## TO DO
Reproduce each line of the material exactly as it reads.
[[ PROVIDED RECORDS, beginning ]]
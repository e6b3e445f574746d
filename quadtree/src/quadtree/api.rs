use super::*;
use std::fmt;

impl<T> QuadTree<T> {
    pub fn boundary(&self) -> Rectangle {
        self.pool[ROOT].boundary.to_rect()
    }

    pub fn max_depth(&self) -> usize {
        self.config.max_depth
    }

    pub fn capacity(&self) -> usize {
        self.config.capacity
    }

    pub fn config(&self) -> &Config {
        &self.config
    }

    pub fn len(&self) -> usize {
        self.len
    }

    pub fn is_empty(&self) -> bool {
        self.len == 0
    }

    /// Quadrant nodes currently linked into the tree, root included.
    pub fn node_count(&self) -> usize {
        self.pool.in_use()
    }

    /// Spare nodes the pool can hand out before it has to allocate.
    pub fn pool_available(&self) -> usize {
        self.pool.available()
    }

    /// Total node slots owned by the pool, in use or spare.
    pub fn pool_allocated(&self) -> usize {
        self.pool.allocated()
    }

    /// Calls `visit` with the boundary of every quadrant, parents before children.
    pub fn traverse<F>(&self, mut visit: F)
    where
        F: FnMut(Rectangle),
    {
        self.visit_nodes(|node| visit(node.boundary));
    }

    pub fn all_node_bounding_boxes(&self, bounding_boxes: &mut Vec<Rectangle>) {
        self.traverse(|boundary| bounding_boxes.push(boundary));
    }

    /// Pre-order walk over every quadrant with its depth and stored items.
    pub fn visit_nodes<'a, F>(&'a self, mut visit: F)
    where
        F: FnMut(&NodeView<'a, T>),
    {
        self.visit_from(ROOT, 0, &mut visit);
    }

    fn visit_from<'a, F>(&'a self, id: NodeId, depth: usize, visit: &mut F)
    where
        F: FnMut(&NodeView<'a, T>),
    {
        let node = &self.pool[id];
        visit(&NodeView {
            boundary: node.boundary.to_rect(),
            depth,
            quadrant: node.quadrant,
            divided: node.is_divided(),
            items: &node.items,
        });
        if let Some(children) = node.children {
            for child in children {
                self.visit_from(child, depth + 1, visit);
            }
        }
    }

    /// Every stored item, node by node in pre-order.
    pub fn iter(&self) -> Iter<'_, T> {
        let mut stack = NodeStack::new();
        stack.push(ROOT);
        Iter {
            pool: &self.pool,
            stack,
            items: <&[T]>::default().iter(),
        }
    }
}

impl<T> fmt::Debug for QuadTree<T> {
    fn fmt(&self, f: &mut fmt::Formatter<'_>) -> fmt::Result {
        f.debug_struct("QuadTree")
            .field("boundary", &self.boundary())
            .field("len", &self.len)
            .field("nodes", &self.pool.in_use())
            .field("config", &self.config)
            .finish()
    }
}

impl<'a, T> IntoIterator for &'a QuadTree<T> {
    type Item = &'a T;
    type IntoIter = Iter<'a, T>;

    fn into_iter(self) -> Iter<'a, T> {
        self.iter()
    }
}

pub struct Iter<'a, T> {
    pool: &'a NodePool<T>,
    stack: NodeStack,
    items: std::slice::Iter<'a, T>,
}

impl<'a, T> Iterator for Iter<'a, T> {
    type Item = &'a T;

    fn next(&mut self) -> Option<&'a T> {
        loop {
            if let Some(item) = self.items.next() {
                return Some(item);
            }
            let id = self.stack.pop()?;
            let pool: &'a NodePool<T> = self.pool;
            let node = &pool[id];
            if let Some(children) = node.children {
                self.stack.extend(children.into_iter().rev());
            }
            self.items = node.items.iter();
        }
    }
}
[[ PROVIDED RECORDS, end ]]
## PROBLEM SOLUTION
repository e6b3e445f574746d
filename quadtree/src/quadtree/api.rs
use super::*;
use std::fmt;

impl<T> QuadTree<T> {
    pub fn boundary(&self) -> Rectangle {
        self.pool[ROOT].boundary.to_rect()
    }

    pub fn max_depth(&self) -> usize {
        self.config.max_depth
    }

    pub fn capacity(&self) -> usize {
        self.config.capacity
    }

    pub fn config(&self) -> &Config {
        &self.config
    }

    pub fn len(&self) -> usize {
        self.len
    }

    pub fn is_empty(&self) -> bool {
        self.len == 0
    }

    /// Quadrant nodes currently linked into the tree, root included.
    pub fn node_count(&self) -> usize {
        self.pool.in_use()
    }

    /// Spare nodes the pool can hand out before it has to allocate.
    pub fn pool_available(&self) -> usize {
        self.pool.available()
    }

    /// Total node slots owned by the pool, in use or spare.
    pub fn pool_allocated(&self) -> usize {
        self.pool.allocated()
    }

    /// Calls `visit` with the boundary of every quadrant, parents before children.
    pub fn traverse<F>(&self, mut visit: F)
    where
        F: FnMut(Rectangle),
    {
        self.visit_nodes(|node| visit(node.boundary));
    }

    pub fn all_node_bounding_boxes(&self, bounding_boxes: &mut Vec<Rectangle>) {
        self.traverse(|boundary| bounding_boxes.push(boundary));
    }

    /// Pre-order walk over every quadrant with its depth and stored items.
    pub fn visit_nodes<'a, F>(&'a self, mut visit: F)
    where
        F: FnMut(&NodeView<'a, T>),
    {
        self.visit_from(ROOT, 0, &mut visit);
    }

    fn visit_from<'a, F>(&'a self, id: NodeId, depth: usize, visit: &mut F)
    where
        F: FnMut(&NodeView<'a, T>),
    {
        let node = &self.pool[id];
        visit(&NodeView {
            boundary: node.boundary.to_rect(),
            depth,
            quadrant: node.quadrant,
            divided: node.is_divided(),
            items: &node.items,
        });
        if let Some(children) = node.children {
            for child in children {
                self.visit_from(child, depth + 1, visit);
            }
        }
    }

    /// Every stored item, node by node in pre-order.
    pub fn iter(&self) -> Iter<'_, T> {
        let mut stack = NodeStack::new();
        stack.push(ROOT);
        Iter {
            pool: &self.pool,
            stack,
            items: <&[T]>::default().iter(),
        }
    }
}

impl<T> fmt::Debug for QuadTree<T> {
    fn fmt(&self, f: &mut fmt::Formatter<'_>) -> fmt::Result {
        f.debug_struct("QuadTree")
            .field("boundary", &self.boundary())
            .field("len", &self.len)
            .field("nodes", &self.pool.in_use())
            .field("config", &self.config)
            .finish()
    }
}

impl<'a, T> IntoIterator for &'a QuadTree<T> {
    type Item = &'a T;
    type IntoIter = Iter<'a, T>;

    fn into_iter(self) -> Iter<'a, T> {
        self.iter()
    }
}

pub struct Iter<'a, T> {
    pool: &'a NodePool<T>,
    stack: NodeStack,
    items: std::slice::Iter<'a, T>,
}

impl<'a, T> Iterator for Iter<'a, T> {
    type Item = &'a T;

    fn next(&mut self) -> Option<&'a T> {
        loop {
            if let Some(item) = self.items.next() {
                return Some(item);
            }
            let id = self.stack.pop()?;
            let pool: &'a NodePool<T> = self.pool;
            let node = &pool[id];
            if let Some(children) = node.children {
                self.stack.extend(children.into_iter().rev());
            }
            self.items = node.items.iter();
        }
    }
}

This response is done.